Directions for this task. Your answer must be every line of the data that contains "empty".

-------- Records for the exercise --------

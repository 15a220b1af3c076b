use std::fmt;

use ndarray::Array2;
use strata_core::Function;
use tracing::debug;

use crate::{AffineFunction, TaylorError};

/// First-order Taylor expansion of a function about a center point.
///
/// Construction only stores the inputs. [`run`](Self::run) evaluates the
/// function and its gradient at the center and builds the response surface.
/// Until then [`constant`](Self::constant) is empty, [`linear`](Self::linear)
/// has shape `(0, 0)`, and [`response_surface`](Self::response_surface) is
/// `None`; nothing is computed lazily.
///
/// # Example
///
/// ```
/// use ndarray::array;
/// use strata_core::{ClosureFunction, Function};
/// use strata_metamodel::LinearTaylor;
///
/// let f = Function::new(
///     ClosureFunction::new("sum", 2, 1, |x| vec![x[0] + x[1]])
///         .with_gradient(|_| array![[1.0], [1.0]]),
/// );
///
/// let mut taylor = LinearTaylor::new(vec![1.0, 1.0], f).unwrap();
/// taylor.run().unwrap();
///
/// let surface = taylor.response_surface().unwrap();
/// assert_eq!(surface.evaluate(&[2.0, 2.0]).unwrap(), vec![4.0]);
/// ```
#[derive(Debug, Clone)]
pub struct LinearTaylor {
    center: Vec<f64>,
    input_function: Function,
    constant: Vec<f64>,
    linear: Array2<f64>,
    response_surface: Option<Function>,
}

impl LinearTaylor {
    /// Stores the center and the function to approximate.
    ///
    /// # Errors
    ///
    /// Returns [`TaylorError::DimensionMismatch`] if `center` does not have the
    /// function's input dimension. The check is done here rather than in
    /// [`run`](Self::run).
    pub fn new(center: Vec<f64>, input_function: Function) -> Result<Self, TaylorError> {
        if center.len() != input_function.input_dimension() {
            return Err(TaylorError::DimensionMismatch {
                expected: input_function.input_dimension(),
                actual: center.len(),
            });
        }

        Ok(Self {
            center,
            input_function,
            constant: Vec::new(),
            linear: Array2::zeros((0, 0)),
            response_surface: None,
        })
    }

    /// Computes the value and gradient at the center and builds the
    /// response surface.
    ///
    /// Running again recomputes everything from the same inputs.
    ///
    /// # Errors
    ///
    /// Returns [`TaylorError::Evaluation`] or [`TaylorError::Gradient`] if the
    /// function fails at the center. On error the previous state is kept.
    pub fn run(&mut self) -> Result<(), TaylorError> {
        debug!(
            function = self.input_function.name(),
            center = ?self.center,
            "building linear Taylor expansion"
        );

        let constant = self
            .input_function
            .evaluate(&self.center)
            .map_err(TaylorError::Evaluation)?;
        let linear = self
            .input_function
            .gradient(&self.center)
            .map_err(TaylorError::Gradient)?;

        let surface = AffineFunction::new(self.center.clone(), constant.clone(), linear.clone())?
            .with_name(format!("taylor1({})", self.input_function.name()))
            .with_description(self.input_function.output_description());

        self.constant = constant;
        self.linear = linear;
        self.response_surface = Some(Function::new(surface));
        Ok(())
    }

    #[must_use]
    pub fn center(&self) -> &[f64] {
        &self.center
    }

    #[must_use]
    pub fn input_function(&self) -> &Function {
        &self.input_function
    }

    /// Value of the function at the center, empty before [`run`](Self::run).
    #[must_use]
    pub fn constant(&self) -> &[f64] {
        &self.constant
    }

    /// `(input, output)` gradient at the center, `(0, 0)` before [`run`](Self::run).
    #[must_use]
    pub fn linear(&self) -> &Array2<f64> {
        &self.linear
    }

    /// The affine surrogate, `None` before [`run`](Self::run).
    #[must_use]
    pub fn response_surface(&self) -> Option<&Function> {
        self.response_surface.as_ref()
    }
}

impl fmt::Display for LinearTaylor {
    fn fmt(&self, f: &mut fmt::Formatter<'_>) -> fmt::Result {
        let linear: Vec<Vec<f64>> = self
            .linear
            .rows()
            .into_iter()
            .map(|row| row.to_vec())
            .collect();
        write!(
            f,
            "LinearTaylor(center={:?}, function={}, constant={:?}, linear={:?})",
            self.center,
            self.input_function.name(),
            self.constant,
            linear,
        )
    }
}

--------
-------- Records for the exercise --------

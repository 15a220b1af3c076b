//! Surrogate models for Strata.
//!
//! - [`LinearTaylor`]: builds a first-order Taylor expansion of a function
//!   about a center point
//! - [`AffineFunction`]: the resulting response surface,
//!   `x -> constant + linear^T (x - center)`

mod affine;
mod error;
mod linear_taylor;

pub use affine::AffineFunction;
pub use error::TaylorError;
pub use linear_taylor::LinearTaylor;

--------

Exercise output.
/// Until then [`constant`](Self::constant) is empty, [`linear`](Self::linear)
    /// Value of the function at the center, empty before [`run`](Self::run).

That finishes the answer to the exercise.